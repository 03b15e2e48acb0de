use std::sync::Arc;
use std::time::Duration;

use warden_audit::AuditQueue;
use warden_auth::Authenticator;
use warden_connector::ConnectorRegistry;
use warden_policy::{PolicyEngine, PolicyRepository};
use warden_scanner::RegionalPiiDetector;
use warden_store::ContextStore;

use crate::killswitch::KillSwitchChecker;
use crate::metrics::ServerMetrics;
use crate::orchestrator::LlmOrchestrator;
use crate::pricing::PricingTable;
use crate::ratelimit::RateLimiter;

/// Request-independent settings resolved from configuration.
#[derive(Debug, Clone)]
pub struct RuntimeSettings {
    /// Lifetime of an issued gateway context.
    pub context_ttl: chrono::Duration,
    /// Allow-with-tag instead of fail-closed when the policy store is
    /// down.
    pub permissive: bool,
    /// Community deployments accept requests without a license header,
    /// bound to this tenant.
    pub community_tenant: String,
    /// Deadline for each connector health check.
    pub health_deadline: Duration,
    /// Deadline for each connector data fetch during pre-check.
    pub fetch_deadline: Duration,
    /// Per-tenant rate budget per window.
    pub tenant_rate_limit: u64,
}

impl Default for RuntimeSettings {
    fn default() -> Self {
        Self {
            context_ttl: chrono::Duration::minutes(5),
            permissive: false,
            community_tenant: "default".to_owned(),
            health_deadline: Duration::from_secs(2),
            fetch_deadline: Duration::from_secs(5),
            tenant_rate_limit: 1200,
        }
    }
}

/// Every collaborator a request handler needs, constructor-injected and
/// passed down as axum state. There are no global singletons.
#[derive(Clone)]
pub struct ServiceContext {
    /// The static policy engine.
    pub engine: PolicyEngine,
    /// The policy snapshot repository.
    pub policies: Arc<PolicyRepository>,
    /// Client and user authentication.
    pub auth: Arc<Authenticator>,
    /// The tenant-scoped connector registry.
    pub connectors: Arc<ConnectorRegistry>,
    /// The durable audit queue.
    pub audit: Arc<AuditQueue>,
    /// Gateway context persistence.
    pub contexts: Arc<dyn ContextStore>,
    /// Optional emergency stop.
    pub kill_switch: Option<Arc<dyn KillSwitchChecker>>,
    /// Optional rate limiter.
    pub rate_limiter: Option<Arc<RateLimiter>>,
    /// Regional PII detectors, consulted before the policy engine.
    pub regional: Arc<Vec<Arc<dyn RegionalPiiDetector>>>,
    /// Provider/model pricing table.
    pub pricing: PricingTable,
    /// Request counters.
    pub metrics: Arc<ServerMetrics>,
    /// Downstream orchestrator for Proxy Mode, when enabled.
    pub orchestrator: Option<Arc<dyn LlmOrchestrator>>,
    /// Resolved runtime settings.
    pub settings: RuntimeSettings,
}

impl std::fmt::Debug for ServiceContext {
    fn fmt(&self, f: &mut std::fmt::Formatter<'_>) -> std::fmt::Result {
        f.debug_struct("ServiceContext")
            .field("settings", &self.settings)
            .field("connectors", &self.connectors.count())
            .finish_non_exhaustive()
    }
}
//! Authentication and tenant context for the Warden gateway.
//!
//! Validation is read-only per request: the authenticator holds no mutable
//! state beyond the store handles it is constructed with. Raw credentials
//! are never logged; call [`hash_secret`] before recording anything.

pub mod authenticator;
pub mod error;
pub mod license;
pub mod user;

pub use authenticator::Authenticator;
pub use error::AuthError;
pub use license::{JwtLicenseValidator, LicenseClaims, LicenseValidator, LEGACY_LICENSE_PREFIX};
pub use user::{DeploymentMode, UserClaims, UserTokenValidator};

use sha2::{Digest, Sha256};

/// Hash a secret to the storage and logging format (lowercase hex SHA-256).
#[must_use]
pub fn hash_secret(raw: &str) -> String {
    let mut hasher = Sha256::new();
    hasher.update(raw.as_bytes());
    hex::encode(hasher.finalize())
}
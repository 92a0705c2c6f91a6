//! Inputs and outputs of the per-connection state machine.

use bitcoin::{Amount, OutPoint, PubkeyHash, PublicKey};

use crate::{
    channel::KeyPair,
    protocol::messages::{BuyerTerms, PieceData, ProtocolMessage, SellerTerms},
};

/// What the remote peer has announced, updated on every re-announcement.
#[derive(Debug, Clone, Copy, PartialEq)]
pub enum AnnouncedModeAndTerms {
    None,
    Observe,
    Buy(BuyerTerms),
    Sell(SellerTerms),
}

impl AnnouncedModeAndTerms {
    pub fn buy_terms(&self) -> Option<BuyerTerms> {
        match self {
            Self::Buy(terms) => Some(*terms),
            _ => None,
        }
    }

    pub fn sell_terms(&self) -> Option<SellerTerms> {
        match self {
            Self::Sell(terms) => Some(*terms),
            _ => None,
        }
    }
}

/// Events fed into the machine: decoded wire messages from the peer and
/// instructions from the hosting session.
#[derive(Debug, Clone)]
pub enum Input {
    /// A decoded wire message from the peer.
    Message(ProtocolMessage),
    /// The session entered observe mode.
    ObserveModeStarted,
    /// The session entered buy mode with the given terms.
    BuyModeStarted(BuyerTerms),
    /// The session entered sell mode.
    SellModeStarted {
        terms: SellerTerms,
        max_piece_index: u32,
    },
    /// Renegotiate our buyer terms; breaks any live contract.
    UpdateBuyerTerms(BuyerTerms),
    /// Renegotiate our seller terms; breaks any live contract.
    UpdateSellerTerms(SellerTerms),
    /// Invite the peer to sell under its announced terms.
    InviteSeller,
    /// Probe the peer with a speed test before inviting.
    TestSellerSpeed { payload_size: u32 },
    /// The funding transaction exists; announce this seller's anchor.
    ContractPrepared {
        anchor: OutPoint,
        contract_keypair: KeyPair,
        final_pk_hash: PubkeyHash,
        value: Amount,
    },
    /// Request a piece from the seller.
    RequestPiece(u32),
    /// Pay for the piece most recently validated (or, when none is under
    /// validation, for the front requested piece that never arrived).
    SendPayment,
    /// Join the contract we were invited to, with our channel keys.
    Joined {
        contract_keypair: KeyPair,
        final_pk_hash: PubkeyHash,
    },
    /// Piece data is available; deliver it to the buyer.
    PieceLoaded(PieceData),
}

/// What a processed input produced.
#[derive(Debug, Clone)]
pub enum Output {
    /// Message to put on the wire, in emission order.
    Send(ProtocolMessage),
    /// Event for the hosting session.
    Notify(Notification),
}

/// Session-facing machine events.
#[derive(Debug, Clone)]
pub enum Notification {
    /// The peer (re-)announced a mode, possibly with terms.
    PeerAnnouncedModeAndTerms(AnnouncedModeAndTerms),
    /// The invited seller joined our contract.
    SellerJoined,
    /// The seller broke a live contract by re-announcing.
    SellerInterruptedContract,
    /// A full piece arrived and awaits validation.
    ReceivedFullPiece(PieceData),
    /// The pending speed test concluded.
    SellerCompletedSpeedTest { delivered_expected_payload: bool },
    /// A buyer invited us to join its contract.
    InvitedToJoinContract,
    /// The buyer announced our channel anchor; piece requests may follow.
    ContractPrepared {
        value: Amount,
        anchor: OutPoint,
        payor_contract_pk: PublicKey,
        payor_final_pk_hash: PubkeyHash,
    },
    /// The buyer requested a piece within bounds.
    PieceRequested(u32),
    /// The buyer requested a piece beyond the maximum index.
    InvalidPieceRequested(u32),
    /// The buyer ran a pre-contract speed test; the payload was already
    /// emitted.
    BuyerRequestedSpeedTest { payload_size: u32 },
    /// A settlement signature checked out; the payee counter advanced.
    ValidPayment { amount_paid: Amount },
    /// A settlement signature did not verify.
    InvalidPayment,
    /// The buyer walked away from a live contract by re-announcing.
    PaymentInterrupted,
    /// A message illegal in the current state; fatal for the connection.
    MessageOverflow(String),
}
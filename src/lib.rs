#![doc = include_str!("../README.md")]

extern crate bitcoin;

pub mod channel;
pub mod error;
pub mod machine;
pub mod protocol;
pub mod session;
pub mod utill;
//! Shared harness for driving a session end to end from both sides of
//! the protocol: callback recorders, a controllable clock, and simulated
//! remote peers that run real channel state.

#![allow(dead_code)]

use std::cell::{Cell, RefCell};
use std::collections::HashMap;
use std::rc::Rc;
use std::time::{Duration, Instant};

use bitcoin::{
    secp256k1::{ecdsa::Signature, Message, Secp256k1},
    Amount, OutPoint, PubkeyHash, Transaction,
};

use pieceswap::channel::{KeyPair, Payee, Payor};
use pieceswap::protocol::contract::{create_funding_transaction, Commitment};
use pieceswap::protocol::messages::{
    BuyerTerms, Invite, JoiningContract, Payment, PieceData, ProtocolMessage, Ready, SellerTerms,
};
use pieceswap::session::callbacks::{
    AllSellersGone, AnchorAnnounced, BuyingCallbacks, ClaimLastPayment, FullPieceArrived,
    LoadPieceForBuyer, ObservingCallbacks, PickNextPiece, ReceivedValidPayment, RemovedConnection,
    SellingCallbacks, SentPayment,
};
use pieceswap::session::{
    Clock, DisconnectCause, PieceInformation, PieceState, SendMessage, Session,
    StartDownloadInformation,
};

/// Connection identity used across all session tests.
pub type Id = u32;

/// Everything the client callbacks reported, in invocation order.
#[derive(Debug, Clone, PartialEq)]
pub enum CallbackEvent {
    RemovedConnection(Id, DisconnectCause),
    FullPieceArrived {
        id: Id,
        piece_index: u32,
        length: usize,
    },
    SentPayment {
        id: Id,
        price: u64,
        payments_made: u64,
        amount_paid: u64,
        piece_index: u32,
    },
    AllSellersGone,
    LoadPiece {
        id: Id,
        piece_index: u32,
    },
    AnchorAnnounced {
        id: Id,
        anchor: OutPoint,
        value: u64,
    },
    ReceivedValidPayment {
        id: Id,
        amount_paid: u64,
    },
    ClaimLastPayment {
        id: Id,
        payments_made: u64,
    },
}
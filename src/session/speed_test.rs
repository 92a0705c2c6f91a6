//! Speed-test policy used to filter slow sellers before a contract forms.

use std::time::Duration;

/// Governs the pre-contract speed test on the buying side and the payload
/// budget honored on the selling side.
#[derive(Debug, Clone)]
pub struct SpeedTestPolicy {
    payload_size: u32,
    max_payload_size: u32,
    max_time_to_respond: Duration,
    enabled: bool,
    disconnect_if_slow: bool,
}

impl Default for SpeedTestPolicy {
    fn default() -> SpeedTestPolicy {
        SpeedTestPolicy {
            payload_size: 500_000,
            max_payload_size: 2_000_000,
            max_time_to_respond: Duration::from_secs(5),
            enabled: true,
            disconnect_if_slow: false,
        }
    }
}

impl SpeedTestPolicy {
    pub fn payload_size(&self) -> u32 {
        self.payload_size
    }

    pub fn max_payload_size(&self) -> u32 {
        self.max_payload_size
    }

    pub fn max_time_to_respond(&self) -> Duration {
        self.max_time_to_respond
    }

    pub fn is_enabled(&self) -> bool {
        self.enabled
    }

    pub fn disconnect_if_slow(&self) -> bool {
        self.disconnect_if_slow
    }

    pub fn set_payload_size(&mut self, payload_size: u32) {
        self.payload_size = payload_size;
    }

    pub fn set_max_payload_size(&mut self, max_payload_size: u32) {
        self.max_payload_size = max_payload_size;
    }

    pub fn set_max_time_to_respond(&mut self, max_time_to_respond: Duration) {
        self.max_time_to_respond = max_time_to_respond;
    }

    pub fn enable(&mut self) {
        self.enabled = true;
    }

    pub fn disable(&mut self) {
        self.enabled = false;
    }

    pub fn set_disconnect_if_slow(&mut self, disconnect_if_slow: bool) {
        self.disconnect_if_slow = disconnect_if_slow;
    }
}
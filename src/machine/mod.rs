//! Per-connection wire-protocol state machine.
//!
//! A hierarchical chart with a transient `ChooseMode` top state and one
//! top state per mode (Observe / Buy / Sell), each with its own ordered
//! sub-states. The chart is expressed as nested sum types and
//! [ConnectionMachine::process] is a total function from (state, input)
//! to (state, outputs): it never calls back into the session, it only
//! returns messages to put on the wire and notifications for the session
//! to act on.
//!
//! Wire messages that are illegal in the current state produce
//! [Notification::MessageOverflow], which the hosting session treats as
//! fatal for the connection. Session-driven inputs sent in the wrong
//! state are session bugs and abort.

pub mod events;

use std::collections::VecDeque;

use bitcoin::{Amount, OutPoint, PubkeyHash, PublicKey};

use crate::{
    channel::{KeyPair, Payee, Payor},
    protocol::messages::{
        BuyerTerms, FullPiece, Invite, JoiningContract, Payment, PieceData, ProtocolMessage, Ready,
        RequestFullPiece, SellerTerms, Speed,
    },
};

pub use events::{AnnouncedModeAndTerms, Input, Notification, Output};

/// Buy-mode sub-states. The `Downloading` composite tracks the request
/// pipeline explicitly: `requested` holds outstanding piece requests in
/// emission order and `validating` the piece whose data has arrived and
/// is with the client for validation.
#[derive(Debug)]
pub(crate) enum BuyerState {
    ReadyForInvitation,
    TestingSellerSpeed {
        expected_payload_size: u32,
    },
    InvitedSeller {
        terms: SellerTerms,
    },
    PreparingContract {
        terms: SellerTerms,
        payee_contract_pk: PublicKey,
        payee_final_pk_hash: PubkeyHash,
    },
    Downloading {
        payor: Payor,
        requested: VecDeque<u32>,
        validating: Option<u32>,
    },
}

#[derive(Debug)]
pub(crate) struct BuyerSide {
    pub(crate) state: BuyerState,
}

/// Sell-mode sub-states. Piece loading is owned by the session's delivery
/// pipeline, so the machine stays in `ReadyForPieceRequest` for the whole
/// exchange phase.
#[derive(Debug)]
pub(crate) enum SellerState {
    ReadyForInvitation,
    Invited,
    JoinedContract {
        contract_keypair: KeyPair,
        final_pk_hash: PubkeyHash,
    },
    ReadyForPieceRequest {
        payee: Payee,
    },
}

#[derive(Debug)]
pub(crate) struct SellerSide {
    pub(crate) terms: SellerTerms,
    pub(crate) max_piece_index: u32,
    pub(crate) state: SellerState,
}

#[derive(Debug)]
pub(crate) enum State {
    ChooseMode,
    Observe,
    Buy(BuyerSide),
    Sell(SellerSide),
}

/// The state machine for one peer connection.
#[derive(Debug)]
pub struct ConnectionMachine {
    state: State,
    peer: AnnouncedModeAndTerms,
    max_speed_test_payload: u32,
}
//! Observing mode: accepts connections and relays peer announcements,
//! nothing else.

use crate::machine::{AnnouncedModeAndTerms, Notification};

use super::{callbacks::ObservingCallbacks, Ctx, DisconnectCause};

pub(crate) struct Observing<Id> {
    callbacks: ObservingCallbacks<Id>,
}

impl<Id: super::ConnectionId> Observing<Id> {
    pub(crate) fn new(callbacks: ObservingCallbacks<Id>) -> Observing<Id> {
        Observing { callbacks }
    }

    pub(crate) fn handle(
        &mut self,
        ctx: &mut Ctx<Id>,
        id: Id,
        notification: Notification,
    ) -> bool {
        match notification {
            Notification::PeerAnnouncedModeAndTerms(announced) => {
                log::debug!("connection {:?} announced {:?}", id, announced);
                true
            }
            Notification::MessageOverflow(received) => {
                log::error!("connection {:?}: unexpected {} while observing", id, received);
                let cause = match ctx
                    .connections
                    .get(&id)
                    .map(|c| c.machine.announced_mode_and_terms_from_peer())
                {
                    Some(AnnouncedModeAndTerms::Buy(_)) => DisconnectCause::BuyerMessageOverflow,
                    _ => DisconnectCause::SellerMessageOverflow,
                };
                self.remove_connection(ctx, id, cause);
                false
            }
            other => {
                log::warn!(
                    "connection {:?}: ignoring notification {:?} while observing",
                    id,
                    other
                );
                true
            }
        }
    }

    pub(crate) fn remove_connection(&mut self, ctx: &mut Ctx<Id>, id: Id, cause: DisconnectCause) {
        if ctx.connections.remove(&id).is_some() {
            log::info!("connection {:?} removed: {:?}", id, cause);
            (self.callbacks.removed_connection)(id, cause);
        }
    }

    pub(crate) fn stop(&mut self, ctx: &mut Ctx<Id>) {
        let ids: Vec<Id> = ctx.connections.keys().copied().collect();
        for id in ids {
            self.remove_connection(ctx, id, DisconnectCause::Client);
        }
    }
}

GOAL OF THE EXERCISE: Working from the records above, write out verbatim only the lines from the line containing "pub mod authenticator;" through the line containing "pub enum AnnouncedModeAndTerms".

OUTPUT OF THE TASK:
pub mod authenticator;
pub mod error;
pub mod license;
pub mod user;

pub use authenticator::Authenticator;
pub use error::AuthError;
pub use license::{JwtLicenseValidator, LicenseClaims, LicenseValidator, LEGACY_LICENSE_PREFIX};
pub use user::{DeploymentMode, UserClaims, UserTokenValidator};

use sha2::{Digest, Sha256};

/// Hash a secret to the storage and logging format (lowercase hex SHA-256).
#[must_use]
pub fn hash_secret(raw: &str) -> String {
    let mut hasher = Sha256::new();
    hasher.update(raw.as_bytes());
    hex::encode(hasher.finalize())
}
repository 92a0705c2c6f91a6
//! Inputs and outputs of the per-connection state machine.

use bitcoin::{Amount, OutPoint, PubkeyHash, PublicKey};

use crate::{
    channel::KeyPair,
    protocol::messages::{BuyerTerms, PieceData, ProtocolMessage, SellerTerms},
};

/// What the remote peer has announced, updated on every re-announcement.
#[derive(Debug, Clone, Copy, PartialEq)]
pub enum AnnouncedModeAndTerms {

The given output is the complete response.